------ THE INPUT ------

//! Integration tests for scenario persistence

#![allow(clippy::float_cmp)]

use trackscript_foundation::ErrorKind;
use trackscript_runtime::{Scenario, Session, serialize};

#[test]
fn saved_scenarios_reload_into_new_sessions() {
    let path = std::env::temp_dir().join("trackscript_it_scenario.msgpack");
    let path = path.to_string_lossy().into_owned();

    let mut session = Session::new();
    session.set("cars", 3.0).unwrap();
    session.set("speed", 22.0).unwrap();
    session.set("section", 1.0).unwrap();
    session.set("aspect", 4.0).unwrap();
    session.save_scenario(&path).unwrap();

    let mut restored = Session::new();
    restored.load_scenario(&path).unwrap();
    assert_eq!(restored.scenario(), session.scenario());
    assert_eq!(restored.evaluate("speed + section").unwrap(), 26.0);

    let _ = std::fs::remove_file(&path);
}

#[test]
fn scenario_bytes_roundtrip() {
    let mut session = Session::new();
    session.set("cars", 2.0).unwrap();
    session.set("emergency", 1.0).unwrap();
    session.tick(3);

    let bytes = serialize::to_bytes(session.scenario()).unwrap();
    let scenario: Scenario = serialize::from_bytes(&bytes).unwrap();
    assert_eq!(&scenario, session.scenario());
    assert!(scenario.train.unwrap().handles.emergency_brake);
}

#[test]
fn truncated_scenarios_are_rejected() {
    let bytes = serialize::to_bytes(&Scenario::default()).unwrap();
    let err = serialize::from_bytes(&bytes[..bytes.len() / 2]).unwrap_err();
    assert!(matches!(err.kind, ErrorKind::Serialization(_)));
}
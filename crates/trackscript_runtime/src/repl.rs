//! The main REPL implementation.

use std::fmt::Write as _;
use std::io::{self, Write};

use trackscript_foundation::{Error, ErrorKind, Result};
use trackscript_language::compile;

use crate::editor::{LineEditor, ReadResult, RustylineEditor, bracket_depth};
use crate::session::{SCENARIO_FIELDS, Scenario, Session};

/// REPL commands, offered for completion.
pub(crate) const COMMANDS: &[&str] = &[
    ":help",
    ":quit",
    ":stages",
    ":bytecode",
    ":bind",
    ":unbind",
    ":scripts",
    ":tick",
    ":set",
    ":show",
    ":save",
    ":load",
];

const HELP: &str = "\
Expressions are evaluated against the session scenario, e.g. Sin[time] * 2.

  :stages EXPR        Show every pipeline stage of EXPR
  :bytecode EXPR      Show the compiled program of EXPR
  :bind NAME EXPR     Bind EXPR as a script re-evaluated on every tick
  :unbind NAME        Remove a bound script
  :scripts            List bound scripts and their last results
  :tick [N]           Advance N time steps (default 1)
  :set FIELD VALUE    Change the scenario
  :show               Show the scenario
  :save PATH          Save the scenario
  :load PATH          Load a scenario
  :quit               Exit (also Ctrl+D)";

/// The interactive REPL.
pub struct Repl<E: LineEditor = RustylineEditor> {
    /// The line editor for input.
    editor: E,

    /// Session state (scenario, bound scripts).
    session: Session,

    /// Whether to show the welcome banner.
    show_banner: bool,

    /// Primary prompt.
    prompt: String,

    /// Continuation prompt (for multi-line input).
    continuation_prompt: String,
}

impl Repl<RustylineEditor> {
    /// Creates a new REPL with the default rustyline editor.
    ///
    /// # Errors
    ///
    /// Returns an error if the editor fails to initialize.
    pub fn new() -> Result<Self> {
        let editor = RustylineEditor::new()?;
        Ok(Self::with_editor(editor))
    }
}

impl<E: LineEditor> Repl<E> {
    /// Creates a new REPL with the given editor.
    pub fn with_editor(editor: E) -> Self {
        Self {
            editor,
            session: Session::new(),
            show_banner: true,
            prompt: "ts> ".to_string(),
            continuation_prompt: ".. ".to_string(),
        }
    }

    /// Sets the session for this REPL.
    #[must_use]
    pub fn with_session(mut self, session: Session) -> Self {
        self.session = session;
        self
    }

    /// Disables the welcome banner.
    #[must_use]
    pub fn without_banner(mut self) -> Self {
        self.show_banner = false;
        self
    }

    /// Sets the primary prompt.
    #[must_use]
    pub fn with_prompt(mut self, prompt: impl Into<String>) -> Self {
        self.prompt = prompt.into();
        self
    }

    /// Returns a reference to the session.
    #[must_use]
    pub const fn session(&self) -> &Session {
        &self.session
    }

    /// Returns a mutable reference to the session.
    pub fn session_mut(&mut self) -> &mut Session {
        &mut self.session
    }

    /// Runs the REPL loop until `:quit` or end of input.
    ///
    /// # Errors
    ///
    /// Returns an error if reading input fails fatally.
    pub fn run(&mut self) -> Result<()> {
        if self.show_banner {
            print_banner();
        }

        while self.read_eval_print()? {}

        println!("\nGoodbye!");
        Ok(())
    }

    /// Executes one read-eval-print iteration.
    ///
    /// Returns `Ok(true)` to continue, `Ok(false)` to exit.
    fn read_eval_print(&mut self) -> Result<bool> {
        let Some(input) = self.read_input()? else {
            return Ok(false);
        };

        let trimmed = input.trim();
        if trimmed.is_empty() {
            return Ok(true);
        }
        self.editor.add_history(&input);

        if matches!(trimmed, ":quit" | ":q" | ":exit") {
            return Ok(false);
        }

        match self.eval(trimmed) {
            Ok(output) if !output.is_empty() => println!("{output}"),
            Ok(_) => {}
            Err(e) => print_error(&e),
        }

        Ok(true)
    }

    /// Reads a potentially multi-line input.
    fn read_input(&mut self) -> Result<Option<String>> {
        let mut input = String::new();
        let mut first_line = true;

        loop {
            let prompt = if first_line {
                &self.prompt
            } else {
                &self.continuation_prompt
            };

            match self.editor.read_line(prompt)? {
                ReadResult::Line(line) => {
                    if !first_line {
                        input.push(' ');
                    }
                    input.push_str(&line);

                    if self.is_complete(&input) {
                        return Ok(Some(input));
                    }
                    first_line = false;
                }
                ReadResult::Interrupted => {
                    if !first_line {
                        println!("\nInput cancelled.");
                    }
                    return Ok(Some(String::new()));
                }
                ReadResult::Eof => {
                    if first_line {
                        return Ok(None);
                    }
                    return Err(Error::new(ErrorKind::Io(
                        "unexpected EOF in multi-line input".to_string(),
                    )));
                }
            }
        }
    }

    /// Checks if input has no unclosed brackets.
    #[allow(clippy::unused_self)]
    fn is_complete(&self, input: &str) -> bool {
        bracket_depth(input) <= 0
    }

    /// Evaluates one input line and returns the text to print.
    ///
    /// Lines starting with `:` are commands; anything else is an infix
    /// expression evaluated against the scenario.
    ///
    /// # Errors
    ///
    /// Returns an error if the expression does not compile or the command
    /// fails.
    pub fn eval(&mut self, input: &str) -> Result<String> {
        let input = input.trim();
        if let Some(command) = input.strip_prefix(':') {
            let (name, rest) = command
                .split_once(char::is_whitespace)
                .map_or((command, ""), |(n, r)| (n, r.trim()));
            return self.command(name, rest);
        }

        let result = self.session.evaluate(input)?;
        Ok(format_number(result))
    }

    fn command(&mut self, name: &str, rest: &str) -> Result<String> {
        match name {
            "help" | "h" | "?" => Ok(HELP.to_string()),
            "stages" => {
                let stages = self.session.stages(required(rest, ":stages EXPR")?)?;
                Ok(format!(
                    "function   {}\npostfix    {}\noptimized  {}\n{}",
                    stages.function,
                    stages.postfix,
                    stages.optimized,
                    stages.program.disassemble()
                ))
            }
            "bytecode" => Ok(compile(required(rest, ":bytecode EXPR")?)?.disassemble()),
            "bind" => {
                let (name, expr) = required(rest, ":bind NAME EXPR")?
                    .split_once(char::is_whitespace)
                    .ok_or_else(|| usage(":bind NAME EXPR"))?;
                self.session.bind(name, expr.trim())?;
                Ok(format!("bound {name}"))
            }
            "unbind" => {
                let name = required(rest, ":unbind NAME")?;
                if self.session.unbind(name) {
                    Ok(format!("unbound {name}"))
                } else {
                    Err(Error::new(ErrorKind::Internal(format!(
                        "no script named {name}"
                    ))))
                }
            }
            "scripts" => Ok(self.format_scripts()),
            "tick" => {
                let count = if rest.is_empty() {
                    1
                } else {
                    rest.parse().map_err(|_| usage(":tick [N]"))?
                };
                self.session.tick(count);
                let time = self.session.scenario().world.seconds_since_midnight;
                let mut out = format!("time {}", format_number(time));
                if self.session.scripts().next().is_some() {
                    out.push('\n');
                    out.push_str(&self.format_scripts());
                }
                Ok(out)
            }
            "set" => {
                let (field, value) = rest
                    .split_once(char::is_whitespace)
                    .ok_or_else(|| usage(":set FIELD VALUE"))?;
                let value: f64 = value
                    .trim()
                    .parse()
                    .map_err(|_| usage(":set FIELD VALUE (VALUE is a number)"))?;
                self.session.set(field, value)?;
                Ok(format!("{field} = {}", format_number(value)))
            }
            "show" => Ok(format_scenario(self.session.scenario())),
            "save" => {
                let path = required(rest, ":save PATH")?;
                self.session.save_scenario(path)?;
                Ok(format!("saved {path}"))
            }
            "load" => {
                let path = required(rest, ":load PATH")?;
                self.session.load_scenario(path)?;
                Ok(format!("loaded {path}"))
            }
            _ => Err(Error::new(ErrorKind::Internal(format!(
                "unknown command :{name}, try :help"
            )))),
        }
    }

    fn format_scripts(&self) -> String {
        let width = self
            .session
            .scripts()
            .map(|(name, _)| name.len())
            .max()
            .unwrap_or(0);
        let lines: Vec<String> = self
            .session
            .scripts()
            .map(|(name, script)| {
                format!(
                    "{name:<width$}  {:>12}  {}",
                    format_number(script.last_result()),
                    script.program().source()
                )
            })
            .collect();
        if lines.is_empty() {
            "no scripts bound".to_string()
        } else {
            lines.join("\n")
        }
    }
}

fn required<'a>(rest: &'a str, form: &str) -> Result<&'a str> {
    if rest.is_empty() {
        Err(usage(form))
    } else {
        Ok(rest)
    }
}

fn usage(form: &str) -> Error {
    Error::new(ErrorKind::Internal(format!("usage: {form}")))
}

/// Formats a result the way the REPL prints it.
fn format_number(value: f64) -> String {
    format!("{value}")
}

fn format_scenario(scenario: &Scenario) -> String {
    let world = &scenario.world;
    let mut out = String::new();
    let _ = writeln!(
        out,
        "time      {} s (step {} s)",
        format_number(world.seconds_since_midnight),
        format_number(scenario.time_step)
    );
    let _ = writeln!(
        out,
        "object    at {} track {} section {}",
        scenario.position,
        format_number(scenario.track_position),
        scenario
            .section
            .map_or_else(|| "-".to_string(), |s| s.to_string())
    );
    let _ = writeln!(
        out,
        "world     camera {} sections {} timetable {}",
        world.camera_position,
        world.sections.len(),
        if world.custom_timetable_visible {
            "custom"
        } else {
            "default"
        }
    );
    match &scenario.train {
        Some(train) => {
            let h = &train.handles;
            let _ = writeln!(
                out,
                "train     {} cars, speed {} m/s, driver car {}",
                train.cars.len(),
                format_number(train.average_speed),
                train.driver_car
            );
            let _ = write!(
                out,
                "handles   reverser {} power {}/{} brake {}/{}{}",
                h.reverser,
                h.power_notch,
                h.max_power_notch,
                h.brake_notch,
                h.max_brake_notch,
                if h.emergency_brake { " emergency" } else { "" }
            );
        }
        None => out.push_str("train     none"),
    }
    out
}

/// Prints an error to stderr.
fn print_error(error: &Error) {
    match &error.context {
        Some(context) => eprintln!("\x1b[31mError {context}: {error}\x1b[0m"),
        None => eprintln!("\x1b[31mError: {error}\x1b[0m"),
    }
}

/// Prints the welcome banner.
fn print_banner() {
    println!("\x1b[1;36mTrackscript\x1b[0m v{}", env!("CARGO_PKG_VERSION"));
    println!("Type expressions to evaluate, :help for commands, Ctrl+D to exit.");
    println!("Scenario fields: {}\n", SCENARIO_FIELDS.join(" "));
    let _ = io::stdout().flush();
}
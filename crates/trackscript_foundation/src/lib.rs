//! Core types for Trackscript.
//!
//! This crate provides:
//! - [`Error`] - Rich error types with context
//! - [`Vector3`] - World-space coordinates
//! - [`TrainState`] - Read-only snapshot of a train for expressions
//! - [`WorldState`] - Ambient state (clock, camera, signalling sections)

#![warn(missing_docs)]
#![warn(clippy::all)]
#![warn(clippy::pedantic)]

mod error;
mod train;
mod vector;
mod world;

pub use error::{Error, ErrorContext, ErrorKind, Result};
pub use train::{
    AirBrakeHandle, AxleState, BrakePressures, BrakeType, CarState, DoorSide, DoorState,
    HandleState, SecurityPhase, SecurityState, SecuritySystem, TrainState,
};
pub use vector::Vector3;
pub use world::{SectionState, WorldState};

------

■ WORK REQUIRED ■
Whenever the word "true" occurs in a line above, copy that line.

■ SOLUTION ■
            show_banner: true,
    /// Returns `Ok(true)` to continue, `Ok(false)` to exit.
            return Ok(true);
        Ok(true)
        let mut first_line = true;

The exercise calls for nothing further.